## Work instructions
How many lines in the entries below contain the word "current"? Answer with the number and nothing else.

## Material shown
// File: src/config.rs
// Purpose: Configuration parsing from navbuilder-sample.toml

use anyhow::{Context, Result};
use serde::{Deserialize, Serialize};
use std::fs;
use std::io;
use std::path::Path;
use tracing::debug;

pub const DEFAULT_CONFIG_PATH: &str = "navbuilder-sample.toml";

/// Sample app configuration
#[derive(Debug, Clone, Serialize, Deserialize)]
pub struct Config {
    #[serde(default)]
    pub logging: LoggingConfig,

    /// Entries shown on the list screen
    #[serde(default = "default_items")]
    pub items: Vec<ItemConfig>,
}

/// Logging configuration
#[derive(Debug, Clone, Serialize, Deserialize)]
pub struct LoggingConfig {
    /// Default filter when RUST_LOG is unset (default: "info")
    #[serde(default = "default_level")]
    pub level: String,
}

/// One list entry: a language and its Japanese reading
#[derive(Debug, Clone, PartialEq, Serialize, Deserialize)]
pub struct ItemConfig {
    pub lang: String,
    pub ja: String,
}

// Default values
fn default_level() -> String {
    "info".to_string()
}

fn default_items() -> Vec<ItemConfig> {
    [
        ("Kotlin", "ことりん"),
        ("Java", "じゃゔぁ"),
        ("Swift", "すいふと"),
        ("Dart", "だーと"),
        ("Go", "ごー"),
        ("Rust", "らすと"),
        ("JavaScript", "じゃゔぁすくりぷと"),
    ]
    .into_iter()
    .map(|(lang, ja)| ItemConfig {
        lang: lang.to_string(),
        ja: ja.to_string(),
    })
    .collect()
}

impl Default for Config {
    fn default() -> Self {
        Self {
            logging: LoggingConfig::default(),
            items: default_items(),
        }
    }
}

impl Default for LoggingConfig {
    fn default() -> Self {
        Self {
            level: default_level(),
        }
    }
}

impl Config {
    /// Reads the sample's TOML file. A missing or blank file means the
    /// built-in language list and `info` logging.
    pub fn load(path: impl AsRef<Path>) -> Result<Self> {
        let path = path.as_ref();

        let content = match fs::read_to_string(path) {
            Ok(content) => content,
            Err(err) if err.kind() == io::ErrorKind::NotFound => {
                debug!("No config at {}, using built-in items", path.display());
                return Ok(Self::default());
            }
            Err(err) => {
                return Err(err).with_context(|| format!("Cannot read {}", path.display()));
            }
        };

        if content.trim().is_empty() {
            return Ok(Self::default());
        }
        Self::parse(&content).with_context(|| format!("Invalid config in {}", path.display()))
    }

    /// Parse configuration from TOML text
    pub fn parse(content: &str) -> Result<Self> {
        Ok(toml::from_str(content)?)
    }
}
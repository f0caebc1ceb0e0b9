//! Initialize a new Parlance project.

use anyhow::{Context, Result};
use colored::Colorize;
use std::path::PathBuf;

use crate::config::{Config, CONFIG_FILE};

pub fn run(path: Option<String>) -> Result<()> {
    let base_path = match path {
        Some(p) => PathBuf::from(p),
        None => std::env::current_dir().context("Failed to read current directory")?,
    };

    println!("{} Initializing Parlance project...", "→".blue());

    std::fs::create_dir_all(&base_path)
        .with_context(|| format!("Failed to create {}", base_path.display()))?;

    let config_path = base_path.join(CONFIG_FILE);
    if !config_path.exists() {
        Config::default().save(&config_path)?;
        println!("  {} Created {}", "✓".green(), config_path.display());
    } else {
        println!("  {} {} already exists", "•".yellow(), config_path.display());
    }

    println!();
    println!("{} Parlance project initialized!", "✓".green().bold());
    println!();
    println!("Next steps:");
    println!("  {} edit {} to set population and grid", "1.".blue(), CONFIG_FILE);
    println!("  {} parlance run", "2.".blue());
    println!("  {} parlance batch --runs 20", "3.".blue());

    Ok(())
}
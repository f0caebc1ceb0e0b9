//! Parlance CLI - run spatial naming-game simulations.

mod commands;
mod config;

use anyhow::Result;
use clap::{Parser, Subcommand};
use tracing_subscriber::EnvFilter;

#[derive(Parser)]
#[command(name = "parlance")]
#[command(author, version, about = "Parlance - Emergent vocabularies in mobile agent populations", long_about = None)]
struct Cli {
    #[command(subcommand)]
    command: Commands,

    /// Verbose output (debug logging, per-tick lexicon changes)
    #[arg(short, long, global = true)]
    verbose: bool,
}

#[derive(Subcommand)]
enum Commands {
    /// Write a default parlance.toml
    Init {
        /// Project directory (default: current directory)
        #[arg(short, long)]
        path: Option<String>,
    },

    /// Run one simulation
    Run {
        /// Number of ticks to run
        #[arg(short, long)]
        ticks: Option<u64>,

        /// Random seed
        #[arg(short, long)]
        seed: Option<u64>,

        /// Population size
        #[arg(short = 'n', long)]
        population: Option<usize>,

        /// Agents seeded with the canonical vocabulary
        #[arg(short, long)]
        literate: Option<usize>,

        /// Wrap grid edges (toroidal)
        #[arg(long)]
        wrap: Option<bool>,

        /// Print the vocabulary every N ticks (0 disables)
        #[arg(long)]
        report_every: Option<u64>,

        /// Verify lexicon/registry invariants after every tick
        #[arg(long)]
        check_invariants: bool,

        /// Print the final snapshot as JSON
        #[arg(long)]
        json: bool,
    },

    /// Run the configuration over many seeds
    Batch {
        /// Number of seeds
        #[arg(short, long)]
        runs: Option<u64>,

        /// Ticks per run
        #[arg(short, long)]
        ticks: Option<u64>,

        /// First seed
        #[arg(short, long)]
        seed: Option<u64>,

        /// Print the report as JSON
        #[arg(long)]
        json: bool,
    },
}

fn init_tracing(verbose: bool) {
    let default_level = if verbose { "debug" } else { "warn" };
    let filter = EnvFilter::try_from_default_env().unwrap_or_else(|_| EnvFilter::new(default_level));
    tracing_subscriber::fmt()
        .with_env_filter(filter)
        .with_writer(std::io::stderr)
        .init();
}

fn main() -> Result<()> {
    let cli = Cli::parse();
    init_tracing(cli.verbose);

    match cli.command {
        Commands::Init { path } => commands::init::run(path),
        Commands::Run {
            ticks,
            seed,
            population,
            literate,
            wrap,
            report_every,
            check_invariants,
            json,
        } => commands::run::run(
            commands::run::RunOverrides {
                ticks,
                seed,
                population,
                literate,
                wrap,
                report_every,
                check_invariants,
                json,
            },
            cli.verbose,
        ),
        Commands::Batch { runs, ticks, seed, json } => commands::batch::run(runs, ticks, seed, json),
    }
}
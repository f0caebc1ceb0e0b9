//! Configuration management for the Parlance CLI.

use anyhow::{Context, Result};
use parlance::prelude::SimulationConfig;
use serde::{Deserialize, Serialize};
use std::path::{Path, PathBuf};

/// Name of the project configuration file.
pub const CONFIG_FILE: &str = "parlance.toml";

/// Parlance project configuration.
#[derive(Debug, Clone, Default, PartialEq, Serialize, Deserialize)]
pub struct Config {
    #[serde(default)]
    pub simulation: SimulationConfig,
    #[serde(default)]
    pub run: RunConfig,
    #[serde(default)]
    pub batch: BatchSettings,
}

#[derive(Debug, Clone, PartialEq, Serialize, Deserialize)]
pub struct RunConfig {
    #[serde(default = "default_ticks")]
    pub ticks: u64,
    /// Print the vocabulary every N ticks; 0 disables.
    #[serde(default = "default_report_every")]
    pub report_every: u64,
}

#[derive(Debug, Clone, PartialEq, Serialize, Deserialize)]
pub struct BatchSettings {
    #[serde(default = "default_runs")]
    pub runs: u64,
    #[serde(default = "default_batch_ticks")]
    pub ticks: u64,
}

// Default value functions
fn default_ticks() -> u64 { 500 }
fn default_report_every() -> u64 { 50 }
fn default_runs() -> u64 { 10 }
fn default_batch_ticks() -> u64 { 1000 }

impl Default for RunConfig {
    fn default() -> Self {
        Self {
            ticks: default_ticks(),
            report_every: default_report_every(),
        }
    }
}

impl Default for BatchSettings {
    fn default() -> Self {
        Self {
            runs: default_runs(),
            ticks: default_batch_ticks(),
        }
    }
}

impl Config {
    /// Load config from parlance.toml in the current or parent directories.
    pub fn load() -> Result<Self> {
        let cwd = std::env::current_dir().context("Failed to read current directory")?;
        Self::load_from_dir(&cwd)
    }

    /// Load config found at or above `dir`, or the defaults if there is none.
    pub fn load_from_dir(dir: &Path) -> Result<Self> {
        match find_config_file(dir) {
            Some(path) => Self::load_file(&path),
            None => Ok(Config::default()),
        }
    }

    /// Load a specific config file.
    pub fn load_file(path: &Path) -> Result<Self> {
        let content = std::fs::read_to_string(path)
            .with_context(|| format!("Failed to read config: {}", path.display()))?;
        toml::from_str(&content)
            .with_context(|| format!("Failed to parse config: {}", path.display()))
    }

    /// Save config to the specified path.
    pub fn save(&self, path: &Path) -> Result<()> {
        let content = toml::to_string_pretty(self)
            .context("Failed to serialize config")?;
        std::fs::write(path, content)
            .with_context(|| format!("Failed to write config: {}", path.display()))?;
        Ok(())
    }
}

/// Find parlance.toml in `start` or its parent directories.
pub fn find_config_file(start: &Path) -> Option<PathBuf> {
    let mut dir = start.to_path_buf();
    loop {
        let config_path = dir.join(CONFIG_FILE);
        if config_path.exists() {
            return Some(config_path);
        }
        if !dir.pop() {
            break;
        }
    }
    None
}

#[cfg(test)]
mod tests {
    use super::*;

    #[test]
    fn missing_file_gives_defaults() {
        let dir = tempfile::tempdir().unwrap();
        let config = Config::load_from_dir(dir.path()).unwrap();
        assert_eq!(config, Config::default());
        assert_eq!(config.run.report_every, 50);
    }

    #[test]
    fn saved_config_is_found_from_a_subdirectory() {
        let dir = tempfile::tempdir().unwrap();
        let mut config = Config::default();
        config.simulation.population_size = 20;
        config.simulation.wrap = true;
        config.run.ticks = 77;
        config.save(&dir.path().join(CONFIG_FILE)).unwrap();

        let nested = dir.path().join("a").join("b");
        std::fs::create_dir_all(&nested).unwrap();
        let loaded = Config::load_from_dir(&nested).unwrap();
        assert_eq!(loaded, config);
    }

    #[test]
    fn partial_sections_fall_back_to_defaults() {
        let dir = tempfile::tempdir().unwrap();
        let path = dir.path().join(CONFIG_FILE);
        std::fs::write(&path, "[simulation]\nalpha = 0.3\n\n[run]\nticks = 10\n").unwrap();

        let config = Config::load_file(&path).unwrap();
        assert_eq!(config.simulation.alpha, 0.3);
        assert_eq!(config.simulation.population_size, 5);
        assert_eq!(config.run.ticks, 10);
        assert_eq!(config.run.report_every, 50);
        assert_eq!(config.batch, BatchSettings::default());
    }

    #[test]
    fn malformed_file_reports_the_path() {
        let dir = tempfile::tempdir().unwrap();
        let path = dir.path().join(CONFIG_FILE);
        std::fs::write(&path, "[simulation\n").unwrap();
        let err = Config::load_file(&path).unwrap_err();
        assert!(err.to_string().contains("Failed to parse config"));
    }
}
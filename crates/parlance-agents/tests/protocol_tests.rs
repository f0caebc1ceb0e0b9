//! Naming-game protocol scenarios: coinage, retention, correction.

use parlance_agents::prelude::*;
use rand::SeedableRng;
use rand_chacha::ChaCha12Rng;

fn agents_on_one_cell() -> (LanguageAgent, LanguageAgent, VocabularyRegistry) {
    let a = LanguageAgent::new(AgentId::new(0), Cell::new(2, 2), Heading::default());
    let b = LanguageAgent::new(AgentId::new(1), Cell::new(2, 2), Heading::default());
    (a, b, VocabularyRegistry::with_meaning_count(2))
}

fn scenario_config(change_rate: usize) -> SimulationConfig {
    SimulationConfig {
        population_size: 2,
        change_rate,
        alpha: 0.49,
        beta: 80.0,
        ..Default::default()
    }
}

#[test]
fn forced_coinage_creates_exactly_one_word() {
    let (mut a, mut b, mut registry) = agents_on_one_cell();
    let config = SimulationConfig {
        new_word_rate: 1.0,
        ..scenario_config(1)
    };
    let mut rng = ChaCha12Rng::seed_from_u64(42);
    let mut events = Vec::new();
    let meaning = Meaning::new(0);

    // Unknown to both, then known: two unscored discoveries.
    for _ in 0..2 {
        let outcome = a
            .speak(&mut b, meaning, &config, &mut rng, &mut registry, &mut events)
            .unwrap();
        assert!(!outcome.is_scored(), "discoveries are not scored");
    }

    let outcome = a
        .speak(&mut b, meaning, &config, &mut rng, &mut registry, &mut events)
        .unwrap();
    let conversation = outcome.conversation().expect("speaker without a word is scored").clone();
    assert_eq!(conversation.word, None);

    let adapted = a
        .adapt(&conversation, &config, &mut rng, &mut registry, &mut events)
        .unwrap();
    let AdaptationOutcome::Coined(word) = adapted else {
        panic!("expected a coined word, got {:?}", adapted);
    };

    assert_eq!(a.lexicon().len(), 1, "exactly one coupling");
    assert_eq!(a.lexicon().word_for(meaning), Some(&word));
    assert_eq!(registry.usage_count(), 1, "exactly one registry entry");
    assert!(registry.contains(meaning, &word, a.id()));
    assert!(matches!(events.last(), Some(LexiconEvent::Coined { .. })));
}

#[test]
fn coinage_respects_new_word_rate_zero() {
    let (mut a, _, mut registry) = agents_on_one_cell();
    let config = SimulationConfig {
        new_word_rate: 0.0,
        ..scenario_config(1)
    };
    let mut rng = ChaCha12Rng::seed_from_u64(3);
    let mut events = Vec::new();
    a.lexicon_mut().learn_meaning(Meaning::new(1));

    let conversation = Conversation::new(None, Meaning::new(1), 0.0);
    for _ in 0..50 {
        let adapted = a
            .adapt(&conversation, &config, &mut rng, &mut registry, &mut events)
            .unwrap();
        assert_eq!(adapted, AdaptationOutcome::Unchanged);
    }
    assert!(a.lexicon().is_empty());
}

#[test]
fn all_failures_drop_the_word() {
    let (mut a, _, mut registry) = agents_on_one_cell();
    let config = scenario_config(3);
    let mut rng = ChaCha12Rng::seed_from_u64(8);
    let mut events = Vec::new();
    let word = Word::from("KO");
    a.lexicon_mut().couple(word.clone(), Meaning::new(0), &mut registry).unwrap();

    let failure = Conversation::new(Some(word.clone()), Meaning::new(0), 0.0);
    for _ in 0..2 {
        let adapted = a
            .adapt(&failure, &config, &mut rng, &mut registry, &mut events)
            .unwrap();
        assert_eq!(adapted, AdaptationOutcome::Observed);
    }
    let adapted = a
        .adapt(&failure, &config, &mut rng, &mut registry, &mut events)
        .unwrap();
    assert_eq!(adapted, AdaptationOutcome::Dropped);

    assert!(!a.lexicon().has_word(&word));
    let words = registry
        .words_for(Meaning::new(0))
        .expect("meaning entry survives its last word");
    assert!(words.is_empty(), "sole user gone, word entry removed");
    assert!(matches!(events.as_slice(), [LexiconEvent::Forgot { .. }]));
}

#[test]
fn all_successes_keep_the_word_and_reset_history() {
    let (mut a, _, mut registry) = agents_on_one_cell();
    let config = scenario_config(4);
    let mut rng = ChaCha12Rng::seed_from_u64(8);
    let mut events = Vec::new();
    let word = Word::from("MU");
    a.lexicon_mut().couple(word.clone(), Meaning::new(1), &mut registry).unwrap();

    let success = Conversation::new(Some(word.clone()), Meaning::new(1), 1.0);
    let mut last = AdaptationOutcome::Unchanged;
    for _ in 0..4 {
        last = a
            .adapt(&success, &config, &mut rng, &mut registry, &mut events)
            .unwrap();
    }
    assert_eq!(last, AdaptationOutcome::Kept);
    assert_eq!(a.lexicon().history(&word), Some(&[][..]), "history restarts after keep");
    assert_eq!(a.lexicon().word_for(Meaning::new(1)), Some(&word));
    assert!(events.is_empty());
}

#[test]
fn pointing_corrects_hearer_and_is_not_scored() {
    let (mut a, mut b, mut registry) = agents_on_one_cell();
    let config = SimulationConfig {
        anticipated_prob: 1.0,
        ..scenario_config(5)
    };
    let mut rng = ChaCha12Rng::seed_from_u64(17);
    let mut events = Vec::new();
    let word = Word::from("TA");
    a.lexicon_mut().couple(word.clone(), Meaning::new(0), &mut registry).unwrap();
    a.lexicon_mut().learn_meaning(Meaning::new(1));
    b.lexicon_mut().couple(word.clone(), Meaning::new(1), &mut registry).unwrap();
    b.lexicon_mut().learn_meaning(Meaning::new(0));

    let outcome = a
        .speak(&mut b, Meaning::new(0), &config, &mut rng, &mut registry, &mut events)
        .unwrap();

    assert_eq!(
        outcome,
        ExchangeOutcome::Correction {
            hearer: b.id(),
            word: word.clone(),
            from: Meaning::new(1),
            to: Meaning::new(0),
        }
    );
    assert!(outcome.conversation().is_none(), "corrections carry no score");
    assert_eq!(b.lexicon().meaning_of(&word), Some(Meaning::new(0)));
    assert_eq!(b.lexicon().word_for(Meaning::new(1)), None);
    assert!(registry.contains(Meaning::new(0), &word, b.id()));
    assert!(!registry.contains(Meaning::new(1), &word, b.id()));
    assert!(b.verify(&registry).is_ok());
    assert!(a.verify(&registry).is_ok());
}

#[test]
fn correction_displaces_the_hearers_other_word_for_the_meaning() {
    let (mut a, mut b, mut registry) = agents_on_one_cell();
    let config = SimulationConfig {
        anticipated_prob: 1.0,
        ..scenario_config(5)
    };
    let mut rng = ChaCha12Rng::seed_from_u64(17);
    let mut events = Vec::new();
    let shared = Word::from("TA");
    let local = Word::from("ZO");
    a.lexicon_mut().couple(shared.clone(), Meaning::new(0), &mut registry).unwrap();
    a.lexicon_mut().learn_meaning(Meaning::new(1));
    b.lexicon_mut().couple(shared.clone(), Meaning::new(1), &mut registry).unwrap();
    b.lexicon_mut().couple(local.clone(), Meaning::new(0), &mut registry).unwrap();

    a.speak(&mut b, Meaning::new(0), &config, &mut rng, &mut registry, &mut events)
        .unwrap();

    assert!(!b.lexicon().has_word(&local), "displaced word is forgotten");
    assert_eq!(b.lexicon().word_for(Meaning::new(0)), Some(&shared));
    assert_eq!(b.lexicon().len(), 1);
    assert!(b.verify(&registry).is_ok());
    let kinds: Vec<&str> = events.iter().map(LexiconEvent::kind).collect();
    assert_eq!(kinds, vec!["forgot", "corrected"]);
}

## Solution to the exercise
4